Die Idee: Messenger-Dienste wie Whatsapp, Threema oder Telegram sollen gezwungen werden, in ihrer Software eine Hintertür einzubauen, um auf richterliche Anordnung hin die Chats ihrer Kunden zu speichern und unverschlüsselt an Behörden schicken zu können. FDP-Ständerat Josef Dittli fordert den Bundesrat nun auf, zu prüfen, ob eine ähnliche Option auch für die Schweiz Sinn macht. «Es geht nicht an, dass Kriminelle, Terroristen oder Schlimmeres ein undurchdringbares Netzwerk unterhalten, das dazu dient, ihren Machenschaften zum Durchbruch zu verhelfen», sagt Dittli.
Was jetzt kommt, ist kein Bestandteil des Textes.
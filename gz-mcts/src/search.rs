//! Parallel search driver: worker threads, budgets, root policy.

use std::sync::atomic::{AtomicBool, AtomicU64, AtomicUsize, Ordering};
use std::sync::Arc;
use std::time::{Instant, SystemTime, UNIX_EPOCH};

use parking_lot::Mutex;
use rand::SeedableRng;
use rand_chacha::ChaCha8Rng;
use thiserror::Error;

use gz_core::{move_to_text, Color, KoState, Move, Position, SearchSettings};
use gz_infer::{EvalError, Evaluate};
use gz_logging::{PiSummaryV1, SearchRootEventV1};

use crate::node::Node;

#[derive(Debug, Clone, Copy)]
pub struct SearchConfig {
    /// Worker pool size.
    pub num_threads: usize,
    /// PUCT exploration constant.
    pub c_puct: f32,
    /// Virtual loss added per in-flight descent.
    pub virtual_loss: i32,
    /// Root Dirichlet alpha (self-play only).
    pub noise_alpha: f32,
    /// Root Dirichlet mix-in fraction (self-play only).
    pub noise_epsilon: f32,
    /// Seed for noise and proportional sampling.
    pub random_seed: u64,
}

impl Default for SearchConfig {
    fn default() -> Self {
        Self {
            num_threads: 1,
            c_puct: 0.85,
            virtual_loss: 3,
            noise_alpha: 0.03,
            noise_epsilon: 0.25,
            random_seed: 0,
        }
    }
}

impl From<&SearchSettings> for SearchConfig {
    fn from(s: &SearchSettings) -> Self {
        Self {
            num_threads: s.num_threads,
            c_puct: s.c_puct,
            virtual_loss: s.virtual_loss,
            noise_alpha: s.noise_alpha,
            noise_epsilon: s.noise_epsilon,
            random_seed: s.random_seed,
        }
    }
}

#[derive(Debug, Error)]
pub enum SearchError {
    #[error("invalid config: {msg}")]
    InvalidConfig { msg: &'static str },
    #[error("evaluator failed: {0}")]
    Eval(#[from] EvalError),
    #[error("search cancelled")]
    Cancelled,
}

/// Simulation budget for one run.
enum Budget {
    Simulations(u64),
    Deadline(Instant),
}

/// A search rooted at one position. Owns its tree; dropping the search
/// (or advancing past a subtree) frees nodes recursively.
#[derive(Debug)]
pub struct Search<P, E> {
    cfg: SearchConfig,
    evaluator: E,
    root: Arc<Node>,
    root_pos: P,
    node_count: AtomicUsize,
    stop: AtomicBool,
    // Noise and sampling only; never touched on the descent path.
    rng: Mutex<ChaCha8Rng>,
}

impl<P, E> Search<P, E>
where
    P: KoState,
    E: Evaluate<P>,
{
    /// Build a search and expand the root so its priors are available
    /// for noise, pruning, and selection. A finished position yields a
    /// rootless-but-valid search: simulating is a no-op and the best
    /// move is pass.
    pub fn new(root_pos: P, evaluator: E, cfg: SearchConfig) -> Result<Self, SearchError> {
        if !(cfg.c_puct.is_finite() && cfg.c_puct >= 0.0) {
            return Err(SearchError::InvalidConfig {
                msg: "c_puct must be finite and >= 0",
            });
        }
        if cfg.num_threads == 0 {
            return Err(SearchError::InvalidConfig {
                msg: "num_threads must be >= 1",
            });
        }
        if cfg.virtual_loss < 0 {
            return Err(SearchError::InvalidConfig {
                msg: "virtual_loss must be >= 0",
            });
        }
        if !(0.0..=1.0).contains(&cfg.noise_epsilon) {
            return Err(SearchError::InvalidConfig {
                msg: "noise_epsilon must be in [0, 1]",
            });
        }

        let search = Self {
            rng: Mutex::new(ChaCha8Rng::seed_from_u64(cfg.random_seed)),
            cfg,
            evaluator,
            root: Arc::new(Node::new(Move::Pass, 0.0, 0.5)),
            root_pos,
            node_count: AtomicUsize::new(0),
            stop: AtomicBool::new(false),
        };
        search.ensure_root_expanded()?;
        Ok(search)
    }

    /// Expand the root synchronously. The evaluator value is discarded;
    /// only descents credit visits.
    fn ensure_root_expanded(&self) -> Result<(), SearchError> {
        if self.root_pos.passes() >= 2 || self.root.has_children() {
            return Ok(());
        }
        self.root
            .create_children(&self.node_count, &self.root_pos, &self.evaluator)?;
        Ok(())
    }

    /// Mix Dirichlet noise into the root priors. Must precede any
    /// simulation.
    pub fn apply_root_noise(&self, epsilon: f32, alpha: f32) {
        let mut rng = self.rng.lock();
        self.root.dirichlet_noise(epsilon, alpha, &mut *rng);
    }

    /// Drop root moves that would repeat a prior whole-board position.
    /// Must precede any simulation.
    pub fn prune_superkos(&self, state: &P) {
        self.root.kill_superkos(state);
    }

    /// Run until `n` descents have completed (may overshoot by up to
    /// one per worker).
    pub fn simulate(&self, n: u64) -> Result<(), SearchError> {
        self.run(Budget::Simulations(n))
    }

    /// Run until the deadline passes.
    pub fn run_until(&self, deadline: Instant) -> Result<(), SearchError> {
        self.run(Budget::Deadline(deadline))
    }

    /// Raise the stop flag. Workers finish the descent in flight and
    /// return; the blocked budget call reports `Cancelled`.
    pub fn stop(&self) {
        self.stop.store(true, Ordering::Relaxed);
    }

    fn run(&self, budget: Budget) -> Result<(), SearchError> {
        // A finished root position has nothing to search.
        if self.root_pos.passes() >= 2 {
            return Ok(());
        }

        self.stop.store(false, Ordering::Relaxed);
        let completed = AtomicU64::new(0);
        let failure: Mutex<Option<SearchError>> = Mutex::new(None);

        std::thread::scope(|s| {
            for _ in 0..self.cfg.num_threads {
                s.spawn(|| self.worker(&budget, &completed, &failure));
            }
        });

        if let Some(err) = failure.lock().take() {
            return Err(err);
        }
        if self.stop.load(Ordering::Relaxed) {
            return Err(SearchError::Cancelled);
        }
        Ok(())
    }

    fn worker(&self, budget: &Budget, completed: &AtomicU64, failure: &Mutex<Option<SearchError>>) {
        loop {
            if self.stop.load(Ordering::Relaxed) {
                break;
            }
            let exhausted = match budget {
                Budget::Simulations(n) => completed.load(Ordering::Relaxed) >= *n,
                Budget::Deadline(deadline) => Instant::now() >= *deadline,
            };
            if exhausted {
                break;
            }

            match self.play_simulation() {
                // A dead end (contended expansion) backs off quietly.
                Ok(false) => {}
                Ok(true) => {
                    completed.fetch_add(1, Ordering::Relaxed);
                }
                Err(e) => {
                    let mut f = failure.lock();
                    if f.is_none() {
                        *f = Some(e);
                    }
                    self.stop.store(true, Ordering::Relaxed);
                    break;
                }
            }
        }
    }

    /// One descent: walk down with virtual loss, expand or score the
    /// leaf, and back the value up the recorded path. Returns whether
    /// a value was backed up.
    fn play_simulation(&self) -> Result<bool, SearchError> {
        let vl = self.cfg.virtual_loss;
        let mut pos = self.root_pos.clone();
        let mut path: Vec<Arc<Node>> = Vec::new();

        self.root.enter(0, 0.0, vl);
        path.push(Arc::clone(&self.root));

        let mut leaf_value: Option<f32> = None;
        loop {
            let node = Arc::clone(path.last().expect("descent path is never empty"));

            if !node.has_children() {
                if pos.passes() >= 2 {
                    leaf_value = Some(terminal_value(&pos));
                    break;
                }
                match node.create_children(&self.node_count, &pos, &self.evaluator) {
                    Ok(Some(eval)) => {
                        leaf_value = Some(eval);
                        break;
                    }
                    // Someone else owns this expansion; give up on the
                    // descent and take the virtual losses back off.
                    Ok(None) => break,
                    Err(e) => {
                        for n in path.iter().rev() {
                            n.leave(0, 0.0, vl);
                        }
                        return Err(e.into());
                    }
                }
            }

            let child = node.uct_select_child(pos.to_move(), self.cfg.c_puct);
            child.enter(0, 0.0, vl);
            pos.play(child.mv());
            path.push(child);
        }

        match leaf_value {
            Some(v) => {
                for n in path.iter().rev() {
                    n.leave(1, v as f64, vl);
                }
                Ok(true)
            }
            None => {
                for n in path.iter().rev() {
                    n.leave(0, 0.0, vl);
                }
                Ok(false)
            }
        }
    }

    /// Most-visited root move; ties break on winrate, then prior.
    pub fn best_move(&self, color: Color) -> Move {
        if self.root_pos.passes() >= 2 {
            return Move::Pass;
        }
        self.root
            .best_root_child(color)
            .map_or(Move::Pass, |child| child.mv())
    }

    /// Root move sampled proportionally to visits (self-play early
    /// moves).
    pub fn sampled_move(&self) -> Move {
        {
            let mut rng = self.rng.lock();
            self.root.randomize_first_proportionally(&mut *rng);
        }
        self.root.first_child().map_or(Move::Pass, |child| child.mv())
    }

    /// Best move excluding pass and own-eye fills. `None` when only
    /// unreasonable moves remain.
    pub fn nopass_move(&self, color: Color) -> Option<Move> {
        self.root
            .nopass_child(&self.root_pos, color)
            .map(|child| child.mv())
    }

    /// Visit fractions over the root children.
    pub fn visit_distribution(&self) -> Vec<(Move, f32)> {
        self.root.visit_distribution()
    }

    /// Play `mv`: the matching materialized subtree becomes the new
    /// root, otherwise the tree is discarded and a fresh root is
    /// expanded.
    pub fn advance(&mut self, mv: Move) -> Result<(), SearchError> {
        let kept = self.root.take_child(mv);
        self.root_pos.play(mv);
        self.root = kept.unwrap_or_else(|| Arc::new(Node::new(Move::Pass, 0.0, 0.5)));
        self.ensure_root_expanded()
    }

    pub fn root(&self) -> &Arc<Node> {
        &self.root
    }

    pub fn root_position(&self) -> &P {
        &self.root_pos
    }

    pub fn node_count(&self) -> usize {
        self.node_count.load(Ordering::Relaxed)
    }

    pub fn summary(&self) -> SearchSummary {
        let color = self.root_pos.to_move();
        let pi = self.visit_distribution();

        let mut entropy = 0.0f32;
        let mut max_p = 0.0f32;
        let mut argmax = Move::Pass;
        for &(mv, p) in &pi {
            if p > 0.0 {
                entropy -= p * p.ln();
            }
            if p > max_p {
                max_p = p;
                argmax = mv;
            }
        }

        SearchSummary {
            to_move: color,
            chosen: self.best_move(color),
            root_visits: self.root.visits(),
            root_winrate: self.root.get_eval(color),
            node_count: self.node_count(),
            pi_entropy: entropy,
            pi_max: max_p,
            pi_argmax: argmax,
        }
    }
}

/// Score a finished position from Black's point of view.
fn terminal_value<P: Position>(pos: &P) -> f32 {
    let score = pos.final_score();
    if score > 0.0 {
        1.0
    } else if score < 0.0 {
        0.0
    } else {
        0.5
    }
}

/// What one finished search looked like at the root.
#[derive(Debug, Clone)]
pub struct SearchSummary {
    pub to_move: Color,
    pub chosen: Move,
    pub root_visits: u32,
    pub root_winrate: f32,
    pub node_count: usize,
    pub pi_entropy: f32,
    pub pi_max: f32,
    pub pi_argmax: Move,
}

impl SearchSummary {
    pub fn to_event(&self, run_id: &str, ply: u32) -> SearchRootEventV1 {
        let ts_ms = SystemTime::now()
            .duration_since(UNIX_EPOCH)
            .unwrap_or_default()
            .as_millis() as u64;
        SearchRootEventV1 {
            event: "search_root",
            ts_ms,
            run_id: run_id.to_string(),
            ply,
            to_move: match self.to_move {
                Color::Black => 'b',
                Color::White => 'w',
            },
            chosen: move_to_text(self.chosen),
            root_visits: self.root_visits,
            root_winrate: self.root_winrate,
            node_count: self.node_count,
            pi: PiSummaryV1 {
                entropy: self.pi_entropy,
                max_p: self.pi_max,
                argmax: move_to_text(self.pi_argmax),
            },
        }
    }
}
Er erkenne zwar, dass eine entsprechende Regelung grössere Auswirkungen auf die ganze Bevölkerung hätte. «Es ist aber nicht von der Hand zu weisen, dass hier eine Problematik besteht», sagt Dittli. Als Präsident der ständerätlichen Sicherheitspolitischen Kommission erwarte er vom Bundesrat nun eine umfassende Lagebeurteilung.
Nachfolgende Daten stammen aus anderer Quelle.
//! gz-features: Input-plane schema, canonical encoding, and board symmetries.

pub mod encode;
pub mod schema;
pub mod symmetry;

pub use encode::{gather_planes, Planes};
pub use schema::{FEATURE_SCHEMA_ID, HISTORY_PLANES, INPUT_CHANNELS, INPUT_LEN};
pub use symmetry::{symmetry_vertex, NUM_SYMMETRIES};

/// Crate version.
pub const VERSION: &str = env!("CARGO_PKG_VERSION");

#[cfg(test)]
mod tests {
    use super::*;

    #[test]
    fn version_is_nonempty() {
        assert!(!VERSION.is_empty());
    }
}
//! gz-logging: NDJSON search events.
//!
//! One JSON line per completed search, appended to a log file for run
//! post-mortems. Search events arrive once per move, not once per
//! simulation, so the log defaults to flushing every line; callers
//! that batch many games into one file can opt into buffering.

use std::fs::{File, OpenOptions};
use std::io::{BufWriter, Write};
use std::path::Path;

use serde::Serialize;
use thiserror::Error;

/// Crate version.
pub const VERSION: &str = env!("CARGO_PKG_VERSION");

/// Summary of the root visit distribution.
#[derive(Debug, Clone, Serialize)]
pub struct PiSummaryV1 {
    /// Shannon entropy of the visit fractions, in nats.
    pub entropy: f32,
    pub max_p: f32,
    /// Move text of the most-visited child.
    pub argmax: String,
}

/// One completed search at some root.
#[derive(Debug, Clone, Serialize)]
pub struct SearchRootEventV1 {
    pub event: &'static str,
    pub ts_ms: u64,

    pub run_id: String,
    pub ply: u32,
    /// "b" or "w".
    pub to_move: char,

    /// Move text of the chosen move.
    pub chosen: String,
    pub root_visits: u32,
    /// Winrate of the side to move at the root.
    pub root_winrate: f32,
    pub node_count: usize,

    pub pi: PiSummaryV1,
}

#[derive(Debug, Error)]
pub enum LogError {
    #[error("log file: {0}")]
    Io(#[from] std::io::Error),
    #[error("event encoding: {0}")]
    Encode(#[from] serde_json::Error),
}

/// When an appended event reaches the operating system.
#[derive(Debug, Clone, Copy, PartialEq, Eq)]
pub enum FlushPolicy {
    /// Flush after every event. A crashed run loses at most the line
    /// being written.
    EveryEvent,
    /// Let the writer buffer; the caller flushes at checkpoints.
    Buffered,
}

/// An append-only event log, one JSON object per line.
///
/// Each event is serialized in full before any byte reaches the file,
/// so an encoding failure never leaves a torn line behind.
pub struct EventLog {
    out: BufWriter<File>,
    policy: FlushPolicy,
}

impl EventLog {
    /// Append to `path`, creating the file if needed. Every event is
    /// flushed as it is written.
    pub fn append(path: impl AsRef<Path>) -> Result<Self, LogError> {
        Self::with_policy(path, FlushPolicy::EveryEvent)
    }

    pub fn with_policy(path: impl AsRef<Path>, policy: FlushPolicy) -> Result<Self, LogError> {
        let file = OpenOptions::new().create(true).append(true).open(path)?;
        Ok(Self {
            out: BufWriter::new(file),
            policy,
        })
    }

    /// Serialize `event` and append it as one line.
    pub fn append_event<T: Serialize>(&mut self, event: &T) -> Result<(), LogError> {
        let line = serde_json::to_string(event)?;
        writeln!(self.out, "{line}")?;
        if self.policy == FlushPolicy::EveryEvent {
            self.out.flush()?;
        }
        Ok(())
    }

    pub fn flush(&mut self) -> Result<(), LogError> {
        self.out.flush()?;
        Ok(())
    }
}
Kriminelle nutzen Lücken aus
Dittli lasse in seiner Interpellation durchblicken, dass er das Gefühl habe, dass der Bevölkerung durch die Ende-zu-Ende-Verschlüsselung ein erhöhtes Risiko drohe, sagt Anwalt und IT-Experte Martin Steiger. «Das ist grundlegend falsch: Die Verschlüsselungstechnologie ist eine der wichtigsten Mechanismen, um die Sicherheit im digitalen Raum zu gewährleisten.» Sie schütze sowohl Behörden und Organisationen als auch Journalisten, Anwälte und alle anderen Menschen vor unberechtigten Zugriffen von Kriminellen oder ausländischen Behörden.
Es wäre «vollkommen naiv» zu glauben, dass Hacker die für den Bund eingebauten Hintertüren nicht verwenden würden, um bisher verschlüsselte Chats und Telefonate von Schweizer Benutzern von Messenger-Diensten abzuhören, sagt Steiger. «Das ist, wie wenn man die Haustür nicht mehr schliesst, damit die Polizei ins Haus kommen kann. Alle anderen kommen dann auch einfach rein.» Hinzu kommt, dass ICT-Unternehmen in der Schweiz international ein hohes Vertrauen geniessen würden. Steiger: «Daher muss sich der Bund für einen Aus-, nicht für einen Abbau der Ende-zu-Ende-Verschlüsselung starkmachen.»
«Keine Kompromisse bezüglich Datenschutz»
Auch der Geschäftsführer der Schweizer Firma Threema, Martin Blatter, ist der Ansicht, dass die Ende-zu-Ende-Verschlüsselung kein Sicherheitsrisiko für die Schweiz darstellt – im Gegenteil: «Sie schützt Privatpersonen, Unternehmen und Organisationen vor Cyberangriffen, Spionage und Identitätsdiebstahl.» Aus diesem Grund würde beispielsweise auch die ganze Schweizerische Bundesverwaltung auf die Technologie von Threema setzen. Für Inhalte, die als «vertraulich» klassifiziert sind, ist der Gebrauch von Threema Pflicht.
Eine Aufweichung der Verschlüsselung käme für Threema deshalb unter keinen Umständen infrage, so Blatter. «Wir sind nicht bereit, irgendwelche Kompromisse bezüglich Sicherheit, Vertraulichkeit der Kommunikation und Datenschutz einzugehen.» Darüber hinaus würden die Nachrichten bei Threema vom Nutzer selbst und nicht vom Unternehmen verschlüsselt. «Daher wäre es uns gar nicht möglich, Nachrichten unverschlüsselt an Behörden auszuhändigen.»